# EXERCISE
Within the records below, how many lines hold the string "readable"? State that number and nothing else.

# INFORMATION SHOWN
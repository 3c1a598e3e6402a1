// src/logging.rs
// =============================================================================
// Sets up the tracing subscriber.
//
// Logs go to stderr so they never mix with the progress lines on stdout.
// RUST_LOG wins when it is set; otherwise --verbose/--quiet pick the level.
// =============================================================================

use anyhow::{anyhow, Result};
use tracing_subscriber::EnvFilter;

use crate::cli::Cli;

pub fn init_logging(cli: &Cli) -> Result<()> {
    let default_level = if cli.verbose {
        "debug"
    } else if cli.quiet {
        "error"
    } else {
        "warn"
    };

    let filter = EnvFilter::try_from_default_env().unwrap_or_else(|_| EnvFilter::new(default_level));

    tracing_subscriber::fmt()
        .with_env_filter(filter)
        .with_target(false)
        .with_writer(std::io::stderr)
        .try_init()
        .map_err(|e| anyhow!("failed to initialise logging: {}", e))
}
// src/main.rs
// =============================================================================
// This is the entry point of our CLI application.
//
// What happens here:
// 1. Parse command-line arguments using clap
// 2. Set up logging
// 3. Crawl the site, printing progress as pages are visited
// 4. Write the sitemap report (and optionally a JSON dump)
// 5. Exit with proper code (0 = report written, 1 = homepage unreachable,
//    2 = unexpected error)
// =============================================================================

// Module declarations - tells Rust about our other source files
mod cli;           // src/cli.rs - command-line parsing
mod crawl;         // src/crawl/ - link filtering and the crawl itself
mod error;         // src/error.rs - fetch and crawl error types
mod fetch;         // src/fetch/ - turning URLs into link lists
mod logging;       // src/logging.rs - tracing setup
mod sitemap;       // src/sitemap/ - crawl results and the text report

use anyhow::{Context, Result};
use clap::Parser;
use std::path::Path;
use std::sync::Arc;
use std::time::Duration;
use tracing::{debug, error};

use cli::Cli;
use crawl::{CrawlEngine, CrawlEvent, CrawlOptions};
use fetch::{HttpFetcher, PageFetcher};
use sitemap::Sitemap;

#[tokio::main]
async fn main() {
    let cli = Cli::parse();

    if let Err(e) = logging::init_logging(&cli) {
        eprintln!("Error: {}", e);
        std::process::exit(2);
    }

    let exit_code = match run(cli).await {
        Ok(code) => code,
        Err(e) => {
            eprintln!("Error: {:#}", e);
            2
        }
    };

    std::process::exit(exit_code);
}

async fn run(cli: Cli) -> Result<i32> {
    let fetcher = HttpFetcher::new(Duration::from_secs(cli.timeout))
        .context("failed to create HTTP client")?;

    let options = CrawlOptions {
        workers: usize::from(cli.workers),
        sort_links: cli.sorted,
    };

    let mut engine = CrawlEngine::new(fetcher).with_options(options);
    if !cli.quiet {
        engine = engine.with_progress_callback(Arc::new(print_event));
    }

    map_site(&mut engine, &cli.homepage, &cli.outfile, cli.json.as_deref()).await
}

// Crawls `homepage` and writes the report files
//
// Returns: Ok(0) when the report was written, Ok(1) when the homepage could
// not be fetched (nothing is written in that case)
async fn map_site<F: PageFetcher>(
    engine: &mut CrawlEngine<F>,
    homepage: &str,
    outfile: &Path,
    json: Option<&Path>,
) -> Result<i32> {
    let sitemap = match engine.crawl(homepage).await {
        Ok(sitemap) => sitemap,
        Err(e) => {
            error!("{}", e);
            eprintln!("❌ Invalid hostname: {}", homepage);
            return Ok(1);
        }
    };

    debug!("{} URL(s) queued during the crawl", engine.visited().len());
    write_report(&sitemap, homepage, outfile)?;

    if let Some(json_path) = json {
        write_json(&sitemap, json_path)?;
    }

    Ok(0)
}

fn write_report(sitemap: &Sitemap, homepage: &str, outfile: &Path) -> Result<()> {
    println!("\n📝 Writing to file: {}", outfile.display());

    let report = sitemap::render(sitemap, homepage);
    std::fs::write(outfile, report)
        .with_context(|| format!("failed to write report to {}", outfile.display()))
}

fn write_json(sitemap: &Sitemap, path: &Path) -> Result<()> {
    println!("📝 Writing JSON to file: {}", path.display());

    let json = serde_json::to_string_pretty(sitemap)?;
    std::fs::write(path, json).with_context(|| format!("failed to write JSON to {}", path.display()))
}

// Prints human-readable progress for one crawl event
fn print_event(event: &CrawlEvent) {
    match event {
        CrawlEvent::Started { homepage } => println!("🔍 Crawling domain {}", homepage),
        CrawlEvent::QueueSize(count) => println!("📋 Number of sites to visit: {}", count),
        CrawlEvent::Visiting { url } => println!("   Crawling page {}", url),
        CrawlEvent::Discovered { children, .. } => {
            if !children.is_empty() {
                println!("   Child links:");
                for child in children {
                    println!("     {}", child);
                }
            }
        }
        CrawlEvent::PageFailed { url, error } => {
            println!("   ⚠️  Could not fetch {}: {}", url, error)
        }
        CrawlEvent::Finished { pages } => println!("📄 Mapped {} page(s)", pages),
    }
}
//! Datasource API server for jsonds.
//!
//! This crate provides an Axum HTTP server speaking the simple-JSON
//! datasource protocol:
//!
//! - **Health check** (`/`) so the front-end's "test connection" succeeds
//! - **Search** (`POST /search`) returning a fixed list of target names
//! - **Query** (`POST /query`) returning a fixture time series
//! - **Annotations** (`POST /annotations`) returning events from the
//!   in-memory [`EventStore`] that fall inside the requested window
//! - **Push channel** (`GET /echo`) a `WebSocket` that receives the fixed
//!   target list on a fixed cadence
//!
//! # Architecture
//!
//! Handlers share nothing but the [`AppState`]: a handle on the event
//! store, the push cadence, and the process-wide shutdown token. The store
//! lock is released before any response is encoded.
//!
//! [`EventStore`]: jsonds_core::EventStore

pub mod error;
pub mod handlers;
pub mod push;
pub mod router;
pub mod server;
pub mod startup;
pub mod state;

// Re-export primary types for convenience.
pub use error::ApiError;
pub use router::build_router;
pub use server::{ServerConfig, ServerError};
pub use startup::{RunningServer, StartupError, spawn_server};
pub use state::AppState;
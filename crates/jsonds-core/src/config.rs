//! Configuration loading and typed config structures for jsonds.
//!
//! The configuration lives in a YAML file (`jsonds.yaml` by default). Every
//! field has a default, so an empty or missing file yields a working
//! server. A couple of environment variables override the listener
//! address after the file has been read.

use std::path::Path;
use std::time::Duration;

use serde::Deserialize;

use crate::seeder::MAX_SEED_COUNT;

/// Errors that can occur when loading configuration.
#[derive(Debug, thiserror::Error)]
pub enum ConfigError {
    /// Failed to read the configuration file from disk.
    #[error("failed to read config file: {source}")]
    Io {
        /// The underlying I/O error.
        #[from]
        source: std::io::Error,
    },

    /// Failed to parse YAML content.
    #[error("failed to parse config YAML: {source}")]
    Yaml {
        /// The underlying YAML parse error.
        source: serde_yml::Error,
    },

    /// A value parsed but is not usable.
    #[error("invalid config value for {field}: {reason}")]
    Invalid {
        /// Dotted path of the offending field.
        field: &'static str,
        /// What is wrong with it.
        reason: String,
    },
}

impl From<serde_yml::Error> for ConfigError {
    fn from(source: serde_yml::Error) -> Self {
        Self::Yaml { source }
    }
}

/// Top-level jsonds configuration.
#[derive(Debug, Clone, Default, PartialEq, Eq, Deserialize)]
pub struct JsondsConfig {
    /// Listener and per-request settings.
    #[serde(default)]
    pub server: ServerSection,

    /// Event log seeding and generation.
    #[serde(default)]
    pub events: EventsConfig,

    /// Push channel cadence.
    #[serde(default)]
    pub push: PushConfig,

    /// Logging configuration.
    #[serde(default)]
    pub logging: LoggingConfig,
}

impl JsondsConfig {
    /// Load configuration from a YAML file at the given path.
    ///
    /// `JSONDS_HOST` and `JSONDS_PORT` override the listener address.
    ///
    /// # Errors
    ///
    /// Returns [`ConfigError::Io`] if the file cannot be read,
    /// [`ConfigError::Yaml`] if it is not valid YAML, or
    /// [`ConfigError::Invalid`] if a value fails validation.
    pub fn from_file(path: &Path) -> Result<Self, ConfigError> {
        let contents = std::fs::read_to_string(path)?;
        Self::parse(&contents)
    }

    /// Parse configuration from a YAML string, then apply env overrides.
    pub fn parse(yaml: &str) -> Result<Self, ConfigError> {
        let mut config = Self::parse_without_env(yaml)?;
        config.apply_env_overrides()?;
        config.validate()?;
        Ok(config)
    }

    /// Defaults plus env overrides, used when no config file exists.
    pub fn from_env_only() -> Result<Self, ConfigError> {
        let mut config = Self::default();
        config.apply_env_overrides()?;
        config.validate()?;
        Ok(config)
    }

    /// Parse configuration from a YAML string without consulting the
    /// environment.
    pub fn parse_without_env(yaml: &str) -> Result<Self, ConfigError> {
        // An empty document deserializes to unit, not to an empty mapping.
        if yaml.trim().is_empty() {
            return Ok(Self::default());
        }
        let config: Self = serde_yml::from_str(yaml)?;
        config.validate()?;
        Ok(config)
    }

    /// Override the listener address from the process environment.
    pub fn apply_env_overrides(&mut self) -> Result<(), ConfigError> {
        self.apply_overrides_from(|name| std::env::var(name).ok())
    }

    /// Override the listener address using `lookup` to resolve variables.
    ///
    /// - `JSONDS_HOST` overrides `server.host`
    /// - `JSONDS_PORT` overrides `server.port`
    pub fn apply_overrides_from<F>(&mut self, lookup: F) -> Result<(), ConfigError>
    where
        F: Fn(&str) -> Option<String>,
    {
        if let Some(host) = lookup("JSONDS_HOST") {
            self.server.host = host;
        }
        if let Some(port) = lookup("JSONDS_PORT") {
            self.server.port = port.trim().parse().map_err(|e| ConfigError::Invalid {
                field: "JSONDS_PORT",
                reason: format!("{e}"),
            })?;
        }
        Ok(())
    }

    /// Reject values the server cannot run with.
    pub fn validate(&self) -> Result<(), ConfigError> {
        if self.events.seed_count > MAX_SEED_COUNT {
            return Err(ConfigError::Invalid {
                field: "events.seed_count",
                reason: format!("must be at most {MAX_SEED_COUNT}"),
            });
        }
        if self.server.request_timeout_ms == 0 {
            return Err(ConfigError::Invalid {
                field: "server.request_timeout_ms",
                reason: String::from("must be greater than zero"),
            });
        }
        if self.events.generate_interval_ms == 0 {
            return Err(ConfigError::Invalid {
                field: "events.generate_interval_ms",
                reason: String::from("must be greater than zero"),
            });
        }
        if self.push.interval_ms == 0 {
            return Err(ConfigError::Invalid {
                field: "push.interval_ms",
                reason: String::from("must be greater than zero"),
            });
        }
        Ok(())
    }
}

/// Listener configuration.
#[derive(Debug, Clone, PartialEq, Eq, Deserialize)]
pub struct ServerSection {
    /// Address to bind (e.g. `0.0.0.0`).
    #[serde(default = "default_host")]
    pub host: String,

    /// TCP port to listen on.
    #[serde(default = "default_port")]
    pub port: u16,

    /// Deadline for a single HTTP request.
    #[serde(default = "default_request_timeout_ms")]
    pub request_timeout_ms: u64,
}

impl ServerSection {
    /// The per-request deadline as a [`Duration`].
    pub const fn request_timeout(&self) -> Duration {
        Duration::from_millis(self.request_timeout_ms)
    }
}

impl Default for ServerSection {
    fn default() -> Self {
        Self {
            host: default_host(),
            port: default_port(),
            request_timeout_ms: default_request_timeout_ms(),
        }
    }
}

/// Event log configuration.
#[derive(Debug, Clone, PartialEq, Eq, Deserialize)]
pub struct EventsConfig {
    /// Number of historical events written at startup.
    #[serde(default = "default_seed_count")]
    pub seed_count: usize,

    /// Period between generated events.
    #[serde(default = "default_generate_interval_ms")]
    pub generate_interval_ms: u64,
}

impl EventsConfig {
    /// The generator period as a [`Duration`].
    pub const fn generate_interval(&self) -> Duration {
        Duration::from_millis(self.generate_interval_ms)
    }
}

impl Default for EventsConfig {
    fn default() -> Self {
        Self {
            seed_count: default_seed_count(),
            generate_interval_ms: default_generate_interval_ms(),
        }
    }
}

/// Push channel configuration.
#[derive(Debug, Clone, PartialEq, Eq, Deserialize)]
pub struct PushConfig {
    /// Pause between two pushes on one connection.
    #[serde(default = "default_push_interval_ms")]
    pub interval_ms: u64,
}

impl PushConfig {
    /// The push cadence as a [`Duration`].
    pub const fn interval(&self) -> Duration {
        Duration::from_millis(self.interval_ms)
    }
}

impl Default for PushConfig {
    fn default() -> Self {
        Self {
            interval_ms: default_push_interval_ms(),
        }
    }
}

/// Logging configuration.
#[derive(Debug, Clone, PartialEq, Eq, Deserialize)]
pub struct LoggingConfig {
    /// Log level used when `RUST_LOG` is unset (trace, debug, info, warn, error).
    #[serde(default = "default_log_level")]
    pub level: String,

    /// Output format of the log lines.
    #[serde(default)]
    pub format: LogFormat,
}

impl Default for LoggingConfig {
    fn default() -> Self {
        Self {
            level: default_log_level(),
            format: LogFormat::default(),
        }
    }
}

/// Log line format.
#[derive(Debug, Clone, Copy, Default, PartialEq, Eq, Deserialize)]
#[serde(rename_all = "lowercase")]
pub enum LogFormat {
    /// Human-readable lines.
    #[default]
    Text,
    /// One JSON object per line.
    Json,
}

// ---------------------------------------------------------------------------
// Default value functions
// ---------------------------------------------------------------------------

fn default_host() -> String {
    "0.0.0.0".to_owned()
}

const fn default_port() -> u16 {
    8080
}

const fn default_request_timeout_ms() -> u64 {
    10_000
}

const fn default_seed_count() -> usize {
    100
}

const fn default_generate_interval_ms() -> u64 {
    10_000
}

const fn default_push_interval_ms() -> u64 {
    3000
}

fn default_log_level() -> String {
    "info".to_owned()
}
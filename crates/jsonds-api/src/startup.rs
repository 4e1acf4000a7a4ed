//! Server startup helper for the `jsonds` binary.
//!
//! Provides [`spawn_server`] which binds the listener eagerly and then
//! runs the datasource server on a background Tokio task. Binding before
//! spawning means a bad address or a port in use is reported to the
//! caller instead of being logged from inside the task.
//!
//! # Usage
//!
//! ```rust,ignore
//! use jsonds_api::{AppState, ServerConfig, spawn_server};
//! use std::sync::Arc;
//!
//! let state = Arc::new(AppState::new(store));
//! let running = spawn_server(&ServerConfig::default(), state).await?;
//! running.handle.await?;
//! ```

use std::net::SocketAddr;
use std::sync::Arc;

use tokio::task::JoinHandle;

use crate::server::{ServerConfig, ServerError, bind, serve};
use crate::state::AppState;

/// Errors that can occur when spawning the datasource server.
#[derive(Debug, thiserror::Error)]
pub enum StartupError {
    /// The server failed to bind or start.
    #[error("server start error: {0}")]
    Server(#[from] ServerError),
}

/// A server running on a background task.
#[derive(Debug)]
pub struct RunningServer {
    /// The address actually bound (resolves port `0`).
    pub local_addr: SocketAddr,
    /// Completes once the server has shut down.
    pub handle: JoinHandle<Result<(), ServerError>>,
}

/// Bind the listener and spawn the server on a background task.
///
/// The server runs until the shutdown token in `state` is cancelled. The
/// caller should hold the returned handle and await it during shutdown.
///
/// # Errors
///
/// Returns [`StartupError::Server`] if the listener cannot be bound.
pub async fn spawn_server(
    config: &ServerConfig,
    state: Arc<AppState>,
) -> Result<RunningServer, StartupError> {
    let listener = bind(config).await?;
    let local_addr = listener
        .local_addr()
        .map_err(|e| ServerError::Bind(format!("no local address: {e}")))?;

    let handle = tokio::spawn(serve(listener, state));

    tracing::info!(%local_addr, "Datasource server spawned on background task");

    Ok(RunningServer { local_addr, handle })
}
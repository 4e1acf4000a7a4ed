//! Axum router construction for the datasource API.
//!
//! Assembles all routes (HTTP + `WebSocket`) into a single [`Router`]
//! with permissive CORS, request tracing, and a per-request deadline.

use std::sync::Arc;

use axum::Router;
use axum::http::StatusCode;
use axum::routing::{MethodRouter, any, get, post};
use tower_http::cors::{Any, CorsLayer};
use tower_http::timeout::TimeoutLayer;
use tower_http::trace::TraceLayer;

use crate::handlers;
use crate::push;
use crate::state::AppState;

/// `OPTIONS` + `POST`, everything else rejected with the fixed message.
fn data_endpoint<H, T>(handler: H) -> MethodRouter<Arc<AppState>>
where
    H: axum::handler::Handler<T, Arc<AppState>>,
    T: 'static,
{
    post(handler)
        .options(handlers::preflight)
        .fallback(handlers::bad_method)
}

/// Build the complete Axum router for the datasource server.
///
/// The router includes:
/// - `ANY /` -- health check
/// - `OPTIONS|POST /search` -- target names
/// - `OPTIONS|POST /query` -- fixture time series
/// - `OPTIONS|POST /annotations` -- events in a time window
/// - `GET /echo` -- `WebSocket` push channel
///
/// CORS allows any origin so a browser-side front-end can call the
/// datasource directly.
pub fn build_router(state: Arc<AppState>) -> Router {
    let cors = CorsLayer::new()
        .allow_origin(Any)
        .allow_methods(Any)
        .allow_headers(Any);

    Router::new()
        // Health check
        .route("/", any(handlers::root))
        // Datasource protocol
        .route("/search", data_endpoint(handlers::search))
        .route("/query", data_endpoint(handlers::query))
        .route("/annotations", data_endpoint(handlers::annotations))
        // WebSocket
        .route("/echo", get(push::echo))
        .layer(TimeoutLayer::with_status_code(
            StatusCode::REQUEST_TIMEOUT,
            state.request_timeout,
        ))
        .layer(cors)
        .layer(TraceLayer::new_for_http())
        .with_state(state)
}
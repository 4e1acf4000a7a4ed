//! Wire shapes for the jsonds datasource protocol.
//!
//! Every request and response body exchanged with the dashboard front-end
//! is defined here, together with the [`Event`] record kept by the event
//! log. Types flow downstream to `TypeScript` via `ts-rs`.
//!
//! # Modules
//!
//! - [`annotation`] -- annotation queries and decorated annotation events
//! - [`event`] -- the synthetic event record stored in the event log
//! - [`query`] -- time-series query request and the fixture response
//! - [`search`] -- metric search request and the fixed target list

pub mod annotation;
pub mod event;
pub mod query;
pub mod search;

// Re-export all public types at crate root for convenience.
pub use annotation::{Annotation, AnnotationResponse, AnnotationsReq, Range, RangeRaw};
pub use event::Event;
pub use query::{Datapoint, QueryReq, Target, TimeSeries};
pub use search::{SEARCH_TARGETS, SearchReq};

#[cfg(test)]
mod tests {
    //! Binding generation for the wire shapes.

    #[test]
    fn export_bindings() {
        // Writes the `.ts` files under `bindings/` relative to the crate root.
        use ts_rs::TS;

        let _ = crate::annotation::AnnotationsReq::export_all();
        let _ = crate::annotation::AnnotationResponse::export_all();
        let _ = crate::query::QueryReq::export_all();
        let _ = crate::query::TimeSeries::export_all();
        let _ = crate::search::SearchReq::export_all();
        let _ = crate::event::Event::export_all();
    }
}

# YOUR RESPONSE
2